- [Material to process]
▬▬▬▬▬▬▬▬▬▬

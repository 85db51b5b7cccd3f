use eframe::egui::{self, Color32, RichText, ScrollArea, Ui};
use egui_extras::{Column as TableColumn, TableBuilder};

use tabstat::data::{AggregateResult, ColumnStats, Operation, Outcome};

use crate::color::ColumnColors;
use crate::state::AppState;
use crate::ui::plot;

// ---------------------------------------------------------------------------
// Central panel: command line, result, preview, histogram
// ---------------------------------------------------------------------------

pub fn central_panel(ui: &mut Ui, state: &mut AppState) {
    if state.session.current().is_none() {
        ui.centered_and_justified(|ui: &mut Ui| {
            ui.heading("Open a file to start  (File → Open…)");
        });
        return;
    }

    ScrollArea::vertical()
        .auto_shrink([false, false])
        .show(ui, |ui: &mut Ui| {
            command_line(ui, state);
            ui.add_space(6.0);
            outcome_view(ui, state);
            ui.separator();
            history(ui, state);
            ui.separator();
            preview_table(ui, state);
            ui.separator();
            plot::histogram_plot(ui, state);
        });
}

fn command_line(ui: &mut Ui, state: &mut AppState) {
    ui.horizontal(|ui: &mut Ui| {
        ui.label("Command:");
        let response = ui.add(
            egui::TextEdit::singleline(&mut state.command_input)
                .hint_text("mean of age   (empty = every numeric column)")
                .desired_width(360.0),
        );
        let submitted = response.lost_focus() && ui.input(|i| i.key_pressed(egui::Key::Enter));
        if ui.button("Run").clicked() || submitted {
            state.run_command();
        }
    });

    let ops: Vec<&str> = Operation::ALL.iter().map(|op| op.name()).collect();
    ui.label(RichText::new(format!("Operations: {}", ops.join(", "))).weak());
}

fn outcome_view(ui: &mut Ui, state: &AppState) {
    let Some(outcome) = &state.last_outcome else {
        return;
    };

    match outcome {
        Outcome::Failure { error } => {
            ui.label(RichText::new(error.as_str()).color(Color32::RED));
        }
        Outcome::Success { result, command } => {
            let title = if command.is_empty() {
                "All numeric columns".to_string()
            } else {
                command.clone()
            };
            ui.horizontal(|ui: &mut Ui| {
                ui.strong(title);
                if ui.small_button("Copy JSON").clicked() {
                    match serde_json::to_string_pretty(outcome) {
                        Ok(json) => ui.ctx().copy_text(json),
                        Err(e) => log::error!("Failed to serialise result: {e}"),
                    }
                }
            });
            if result.is_empty() {
                ui.label("No numeric columns.");
            } else {
                result_grid(ui, result, state.column_colors.as_ref());
            }
        }
    }
}

fn result_grid(ui: &mut Ui, result: &AggregateResult, colors: Option<&ColumnColors>) {
    egui::Grid::new("outcome_grid")
        .striped(true)
        .num_columns(3)
        .show(ui, |ui: &mut Ui| {
            ui.strong("column");
            ui.strong("statistic");
            ui.strong("value");
            ui.end_row();

            for (column, stats) in &result.entries {
                let color = colors.map_or(Color32::GRAY, |c| c.color_for(column));
                match stats {
                    ColumnStats::Stats(entries) => {
                        for (op, value) in entries {
                            ui.label(RichText::new(column.as_str()).color(color));
                            ui.label(op.name());
                            ui.label(RichText::new(value.to_string()).monospace());
                            ui.end_row();
                        }
                    }
                    ColumnStats::Error(msg) => {
                        ui.label(RichText::new(column.as_str()).color(color));
                        ui.label("error");
                        ui.label(RichText::new(msg.as_str()).color(Color32::RED));
                        ui.end_row();
                    }
                }
            }
        });
}

fn history(ui: &mut Ui, state: &mut AppState) {
    if state.history.is_empty() {
        return;
    }

    let mut rerun: Option<String> = None;
    egui::CollapsingHeader::new(format!("History ({})", state.history.len()))
        .default_open(false)
        .show(ui, |ui: &mut Ui| {
            for entry in state.history.iter().rev() {
                ui.horizontal(|ui: &mut Ui| {
                    if ui.small_button("Run again").clicked() {
                        rerun = Some(entry.command.clone());
                    }
                    let label = if entry.command.is_empty() {
                        "(every numeric column)"
                    } else {
                        entry.command.as_str()
                    };
                    let color = if entry.success {
                        Color32::LIGHT_GREEN
                    } else {
                        Color32::RED
                    };
                    ui.label(RichText::new(label).monospace().color(color));
                });
            }
        });

    if let Some(command) = rerun {
        state.command_input = command;
        state.run_command();
    }
}

fn preview_table(ui: &mut Ui, state: &AppState) {
    let Some(record) = state.session.current() else {
        return;
    };
    let info = &record.info;

    ui.strong(format!("Preview (first {} rows)", info.preview.len()));
    ui.push_id("preview_table", |ui: &mut Ui| {
        TableBuilder::new(ui)
            .striped(true)
            .resizable(true)
            .vscroll(false)
            .columns(TableColumn::auto().at_least(60.0), info.columns.len())
            .header(20.0, |mut header| {
                for name in &info.columns {
                    header.col(|ui: &mut Ui| {
                        ui.strong(name.as_str());
                    });
                }
            })
            .body(|mut body| {
                for row in &info.preview {
                    body.row(18.0, |mut table_row| {
                        for (_, value) in row {
                            table_row.col(|ui: &mut Ui| {
                                ui.label(value.as_str());
                            });
                        }
                    });
                }
            });
    });
}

▬▬▬▬▬▬▬▬▬▬

- [Assignment]
Exactly as they appear above, give the entries again.

- [Solution to the exercise]
repository 85db51b5b7cccd3f
use eframe::egui::{self, Color32, RichText, ScrollArea, Ui};
use egui_extras::{Column as TableColumn, TableBuilder};

use tabstat::data::{AggregateResult, ColumnStats, Operation, Outcome};

use crate::color::ColumnColors;
use crate::state::AppState;
use crate::ui::plot;

// ---------------------------------------------------------------------------
// Central panel: command line, result, preview, histogram
// ---------------------------------------------------------------------------

pub fn central_panel(ui: &mut Ui, state: &mut AppState) {
    if state.session.current().is_none() {
        ui.centered_and_justified(|ui: &mut Ui| {
            ui.heading("Open a file to start  (File → Open…)");
        });
        return;
    }

    ScrollArea::vertical()
        .auto_shrink([false, false])
        .show(ui, |ui: &mut Ui| {
            command_line(ui, state);
            ui.add_space(6.0);
            outcome_view(ui, state);
            ui.separator();
            history(ui, state);
            ui.separator();
            preview_table(ui, state);
            ui.separator();
            plot::histogram_plot(ui, state);
        });
}

fn command_line(ui: &mut Ui, state: &mut AppState) {
    ui.horizontal(|ui: &mut Ui| {
        ui.label("Command:");
        let response = ui.add(
            egui::TextEdit::singleline(&mut state.command_input)
                .hint_text("mean of age   (empty = every numeric column)")
                .desired_width(360.0),
        );
        let submitted = response.lost_focus() && ui.input(|i| i.key_pressed(egui::Key::Enter));
        if ui.button("Run").clicked() || submitted {
            state.run_command();
        }
    });

    let ops: Vec<&str> = Operation::ALL.iter().map(|op| op.name()).collect();
    ui.label(RichText::new(format!("Operations: {}", ops.join(", "))).weak());
}

fn outcome_view(ui: &mut Ui, state: &AppState) {
    let Some(outcome) = &state.last_outcome else {
        return;
    };

    match outcome {
        Outcome::Failure { error } => {
            ui.label(RichText::new(error.as_str()).color(Color32::RED));
        }
        Outcome::Success { result, command } => {
            let title = if command.is_empty() {
                "All numeric columns".to_string()
            } else {
                command.clone()
            };
            ui.horizontal(|ui: &mut Ui| {
                ui.strong(title);
                if ui.small_button("Copy JSON").clicked() {
                    match serde_json::to_string_pretty(outcome) {
                        Ok(json) => ui.ctx().copy_text(json),
                        Err(e) => log::error!("Failed to serialise result: {e}"),
                    }
                }
            });
            if result.is_empty() {
                ui.label("No numeric columns.");
            } else {
                result_grid(ui, result, state.column_colors.as_ref());
            }
        }
    }
}

fn result_grid(ui: &mut Ui, result: &AggregateResult, colors: Option<&ColumnColors>) {
    egui::Grid::new("outcome_grid")
        .striped(true)
        .num_columns(3)
        .show(ui, |ui: &mut Ui| {
            ui.strong("column");
            ui.strong("statistic");
            ui.strong("value");
            ui.end_row();

            for (column, stats) in &result.entries {
                let color = colors.map_or(Color32::GRAY, |c| c.color_for(column));
                match stats {
                    ColumnStats::Stats(entries) => {
                        for (op, value) in entries {
                            ui.label(RichText::new(column.as_str()).color(color));
                            ui.label(op.name());
                            ui.label(RichText::new(value.to_string()).monospace());
                            ui.end_row();
                        }
                    }
                    ColumnStats::Error(msg) => {
                        ui.label(RichText::new(column.as_str()).color(color));
                        ui.label("error");
                        ui.label(RichText::new(msg.as_str()).color(Color32::RED));
                        ui.end_row();
                    }
                }
            }
        });
}

fn history(ui: &mut Ui, state: &mut AppState) {
    if state.history.is_empty() {
        return;
    }

    let mut rerun: Option<String> = None;
    egui::CollapsingHeader::new(format!("History ({})", state.history.len()))
        .default_open(false)
        .show(ui, |ui: &mut Ui| {
            for entry in state.history.iter().rev() {
                ui.horizontal(|ui: &mut Ui| {
                    if ui.small_button("Run again").clicked() {
                        rerun = Some(entry.command.clone());
                    }
                    let label = if entry.command.is_empty() {
                        "(every numeric column)"
                    } else {
                        entry.command.as_str()
                    };
                    let color = if entry.success {
                        Color32::LIGHT_GREEN
                    } else {
                        Color32::RED
                    };
                    ui.label(RichText::new(label).monospace().color(color));
                });
            }
        });

    if let Some(command) = rerun {
        state.command_input = command;
        state.run_command();
    }
}

fn preview_table(ui: &mut Ui, state: &AppState) {
    let Some(record) = state.session.current() else {
        return;
    };
    let info = &record.info;

    ui.strong(format!("Preview (first {} rows)", info.preview.len()));
    ui.push_id("preview_table", |ui: &mut Ui| {
        TableBuilder::new(ui)
            .striped(true)
            .resizable(true)
            .vscroll(false)
            .columns(TableColumn::auto().at_least(60.0), info.columns.len())
            .header(20.0, |mut header| {
                for name in &info.columns {
                    header.col(|ui: &mut Ui| {
                        ui.strong(name.as_str());
                    });
                }
            })
            .body(|mut body| {
                for row in &info.preview {
                    body.row(18.0, |mut table_row| {
                        for (_, value) in row {
                            table_row.col(|ui: &mut Ui| {
                                ui.label(value.as_str());
                            });
                        }
                    });
                }
            });
    });
}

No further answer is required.